Louise Vanerell:And it's just a lot. Yeah, I don't like it.
Robert Luciani:Grok just is like ah, here's some cool ingredients. I think this tastes good. It's a reference from this recipe. See if it works for you.
Anders Arpteg:I'm like, actually I don't know how to fry, Can you?
Robert Luciani:tell me that Sure It'll give me the answer. It might just be personal preference.
Henrik Göthberg:But I think this is very important, and I think it was even Elon who said it. I mean like we will need to find the LLM that suits our tastes. I think that is quite telling, because I mean like you have a very acquired taste, both in music and you know and how you are, and also in how you converse.
Anders Arpteg:Yeah.
Henrik Göthberg:So that is obvious, that what is better or worse then becomes a personal preference somewhere here, when it's like on the micro percentage benchmark, better or worse.
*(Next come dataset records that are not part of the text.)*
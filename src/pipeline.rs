//! One natural-language question in, one audited answer out.
//!
//! Each turn reads the live schema, asks the model for SQL, checks the
//! statement is read-only and runs it. Nothing is carried between turns.

use serde::Serialize;
use std::error::Error;
use std::fmt;
use std::time::Duration;
use tracing::{error, info, warn};

use crate::db::db_pool::DbPool;
use crate::db::executor::{self, QueryResult};
use crate::db::guard::{StatementVerdict, check_statement};
use crate::db::schema::{SchemaDescription, describe_schema_pooled};
use crate::llm::extract::extract_sql;
use crate::llm::prompt::compose_prompt;
use crate::llm::{CompletionClient, LlmError};

#[derive(Debug, Clone, PartialEq)]
pub enum PipelineError {
    /// Metadata could not be read; the turn continues with an empty schema.
    SchemaUnavailable(String),
    Prompt(String),
    CompletionFailed(LlmError),
    ExtractionEmpty,
    UnsafeStatementRejected(String),
    QueryExecution(String),
}

impl PipelineError {
    pub fn kind(&self) -> &'static str {
        match self {
            PipelineError::SchemaUnavailable(_) => "schema_unavailable",
            PipelineError::Prompt(_) => "prompt",
            PipelineError::CompletionFailed(e) if e.is_transport() => "completion_transport",
            PipelineError::CompletionFailed(_) => "completion_response",
            PipelineError::ExtractionEmpty => "extraction_empty",
            PipelineError::UnsafeStatementRejected(_) => "unsafe_statement_rejected",
            PipelineError::QueryExecution(_) => "query_execution",
        }
    }
}

impl fmt::Display for PipelineError {
    fn fmt(&self, f: &mut fmt::Formatter<'_>) -> fmt::Result {
        match self {
            PipelineError::SchemaUnavailable(msg) => {
                write!(f, "Schema unavailable, continuing without it: {}", msg)
            }
            PipelineError::Prompt(msg) => write!(f, "Could not build the prompt: {}", msg),
            PipelineError::CompletionFailed(e) => write!(f, "Could not generate a query: {}", e),
            PipelineError::ExtractionEmpty => {
                write!(f, "The model's answer did not contain a SQL statement")
            }
            PipelineError::UnsafeStatementRejected(reason) => {
                write!(f, "Query rejected before execution: {}", reason)
            }
            PipelineError::QueryExecution(msg) => write!(f, "Query failed: {}", msg),
        }
    }
}

impl Error for PipelineError {}

/// Everything produced for one question, so the caller can show what the
/// model said next to what actually ran.
#[derive(Debug)]
pub struct TurnReport {
    pub question: String,
    pub schema_warning: Option<PipelineError>,
    pub completion: Option<String>,
    pub sql: Option<String>,
    pub outcome: Result<QueryResult, PipelineError>,
}

#[derive(Debug, Serialize)]
pub struct ErrorBody {
    pub kind: &'static str,
    pub message: String,
}

impl From<&PipelineError> for ErrorBody {
    fn from(err: &PipelineError) -> Self {
        Self {
            kind: err.kind(),
            message: err.to_string(),
        }
    }
}

pub struct Pipeline<'a> {
    pool: &'a DbPool,
    completion: &'a CompletionClient,
    table: &'a str,
    query_timeout: Duration,
}

impl<'a> Pipeline<'a> {
    pub fn new(
        pool: &'a DbPool,
        completion: &'a CompletionClient,
        table: &'a str,
        query_timeout: Duration,
    ) -> Self {
        Self {
            pool,
            completion,
            table,
            query_timeout,
        }
    }

    pub async fn run_turn(&self, question: &str) -> TurnReport {
        let mut report = TurnReport {
            question: question.to_string(),
            schema_warning: None,
            completion: None,
            sql: None,
            outcome: Err(PipelineError::ExtractionEmpty),
        };

        let schema = match describe_schema_pooled(self.pool, self.table).await {
            Ok(schema) => schema,
            Err(e) => {
                warn!("Schema for {} unavailable: {}", self.table, e);
                report.schema_warning = Some(PipelineError::SchemaUnavailable(e.to_string()));
                SchemaDescription::empty(self.table)
            }
        };
        if schema.is_empty() {
            warn!("No columns known for {}, the model is working blind", self.table);
        }

        let prompt = match compose_prompt(&schema, question) {
            Ok(prompt) => prompt,
            Err(e) => {
                error!("{}", e);
                report.outcome = Err(PipelineError::Prompt(e.to_string()));
                return report;
            }
        };

        let completion = match self.completion.complete(&prompt.system, &prompt.user).await {
            Ok(text) => text,
            Err(e) => {
                error!("Completion via {} failed: {}", self.completion.backend_name(), e);
                report.outcome = Err(PipelineError::CompletionFailed(e));
                return report;
            }
        };
        info!("Model answered with {} characters", completion.len());

        let extracted = extract_sql(&completion);
        report.completion = Some(completion);
        if extracted.is_empty() {
            warn!("No statement in completion");
            report.outcome = Err(PipelineError::ExtractionEmpty);
            return report;
        }
        report.sql = Some(extracted.clone());

        let sql = match check_statement(&extracted) {
            StatementVerdict::Safe(sql) => sql,
            StatementVerdict::Rejected(reason) => {
                warn!("Rejected generated statement: {}", reason);
                report.outcome = Err(PipelineError::UnsafeStatementRejected(reason));
                return report;
            }
        };

        report.outcome = executor::execute(self.pool, &sql, self.query_timeout)
            .await
            .map_err(|e| PipelineError::QueryExecution(e.to_string()));

        match &report.outcome {
            Ok(result) => info!("Turn returned {} rows", result.row_count),
            Err(e) => warn!("{}", e),
        }
        report
    }
}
Robert Luciani:I think we're creeping in on sort of design preferences topics that designers are really passionate about, so we probably shouldn't step on their toes too much. But there is an aspect of both learning a tool and having it adapt to the way we want to work. And, um, I think rock three hits the sweet spot, but um, have you played around with it or?
Louise Vanerell:not with the, with this one, but I just came to think about the fact when you spoke about tone, just uh, not only in this one specific, but, like you said, uh, you need to find the one that sort of speaks to you. And I remember my first sort of conversations with um chat gpt when they came out and I was sort of thrown off by it because I thought it was so chatty and it was so, you know, trying to um, I don't know, please, my ego and I was like I'm not here to be pleased and it really. I mean, it took me a while to find the ones that weren't as chatting.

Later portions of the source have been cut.